> **DATA EXTRACTS**:
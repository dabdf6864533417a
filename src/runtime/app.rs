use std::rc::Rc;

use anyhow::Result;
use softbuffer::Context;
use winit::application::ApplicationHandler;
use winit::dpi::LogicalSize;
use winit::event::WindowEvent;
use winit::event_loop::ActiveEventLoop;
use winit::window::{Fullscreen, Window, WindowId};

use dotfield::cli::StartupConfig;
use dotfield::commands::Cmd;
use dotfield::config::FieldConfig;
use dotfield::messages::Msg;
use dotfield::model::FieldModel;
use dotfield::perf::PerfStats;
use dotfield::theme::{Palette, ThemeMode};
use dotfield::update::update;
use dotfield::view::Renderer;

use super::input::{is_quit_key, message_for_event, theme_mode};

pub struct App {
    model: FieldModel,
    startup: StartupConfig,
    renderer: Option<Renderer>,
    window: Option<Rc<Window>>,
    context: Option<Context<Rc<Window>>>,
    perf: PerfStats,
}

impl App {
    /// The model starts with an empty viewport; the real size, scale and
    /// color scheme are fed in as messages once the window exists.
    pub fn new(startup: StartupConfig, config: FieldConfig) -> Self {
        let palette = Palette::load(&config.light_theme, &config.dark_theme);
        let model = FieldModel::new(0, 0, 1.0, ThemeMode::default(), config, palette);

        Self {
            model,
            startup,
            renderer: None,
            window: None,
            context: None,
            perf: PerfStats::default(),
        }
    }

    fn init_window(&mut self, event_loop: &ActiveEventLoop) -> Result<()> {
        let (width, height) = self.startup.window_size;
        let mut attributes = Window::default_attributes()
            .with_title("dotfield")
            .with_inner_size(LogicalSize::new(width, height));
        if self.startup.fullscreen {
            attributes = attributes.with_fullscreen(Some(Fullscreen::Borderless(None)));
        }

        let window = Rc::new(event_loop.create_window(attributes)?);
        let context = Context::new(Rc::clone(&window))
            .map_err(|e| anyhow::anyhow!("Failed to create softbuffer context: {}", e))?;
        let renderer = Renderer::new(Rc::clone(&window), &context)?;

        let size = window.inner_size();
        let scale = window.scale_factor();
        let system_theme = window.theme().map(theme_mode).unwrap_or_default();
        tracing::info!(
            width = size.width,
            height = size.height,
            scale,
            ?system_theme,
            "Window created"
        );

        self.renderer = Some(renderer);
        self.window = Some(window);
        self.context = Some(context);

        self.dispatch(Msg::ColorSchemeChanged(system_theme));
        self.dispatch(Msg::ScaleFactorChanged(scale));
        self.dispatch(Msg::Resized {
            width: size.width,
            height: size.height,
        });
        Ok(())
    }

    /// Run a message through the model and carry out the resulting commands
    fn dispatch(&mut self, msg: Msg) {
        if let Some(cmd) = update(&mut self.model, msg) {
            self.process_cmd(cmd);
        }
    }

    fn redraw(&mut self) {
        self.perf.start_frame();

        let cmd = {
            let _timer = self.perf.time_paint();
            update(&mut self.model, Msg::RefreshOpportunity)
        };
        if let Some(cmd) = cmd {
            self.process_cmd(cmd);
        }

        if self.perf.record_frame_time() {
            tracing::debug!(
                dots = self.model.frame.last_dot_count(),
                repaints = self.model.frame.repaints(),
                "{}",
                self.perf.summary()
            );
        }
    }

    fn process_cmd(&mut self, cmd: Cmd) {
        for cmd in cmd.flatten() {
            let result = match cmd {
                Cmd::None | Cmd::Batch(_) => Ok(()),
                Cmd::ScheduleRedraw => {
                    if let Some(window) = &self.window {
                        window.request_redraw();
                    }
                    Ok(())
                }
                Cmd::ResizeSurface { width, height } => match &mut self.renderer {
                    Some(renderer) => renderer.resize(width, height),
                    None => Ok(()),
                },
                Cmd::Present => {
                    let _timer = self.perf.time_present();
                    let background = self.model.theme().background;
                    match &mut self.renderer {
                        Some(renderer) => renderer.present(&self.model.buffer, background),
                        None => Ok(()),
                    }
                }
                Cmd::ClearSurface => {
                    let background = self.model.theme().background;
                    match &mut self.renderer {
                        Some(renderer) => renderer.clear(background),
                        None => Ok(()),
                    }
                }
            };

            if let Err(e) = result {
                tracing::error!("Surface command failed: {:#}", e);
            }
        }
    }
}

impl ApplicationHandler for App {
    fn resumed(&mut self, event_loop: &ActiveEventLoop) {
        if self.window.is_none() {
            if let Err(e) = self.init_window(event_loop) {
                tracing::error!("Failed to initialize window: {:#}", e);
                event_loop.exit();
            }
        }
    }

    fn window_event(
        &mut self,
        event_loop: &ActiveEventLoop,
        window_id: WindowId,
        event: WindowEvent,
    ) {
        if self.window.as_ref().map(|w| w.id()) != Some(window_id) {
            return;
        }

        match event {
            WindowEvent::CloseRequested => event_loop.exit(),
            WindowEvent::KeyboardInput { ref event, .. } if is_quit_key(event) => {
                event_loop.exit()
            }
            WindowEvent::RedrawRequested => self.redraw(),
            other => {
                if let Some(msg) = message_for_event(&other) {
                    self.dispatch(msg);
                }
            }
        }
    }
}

> **ASSIGNED TASK**:
Copy each line of the listing in which the word "update" can be found.

> **TASK ANSWER**:
use dotfield::update::update;
        if let Some(cmd) = update(&mut self.model, msg) {
            update(&mut self.model, Msg::RefreshOpportunity)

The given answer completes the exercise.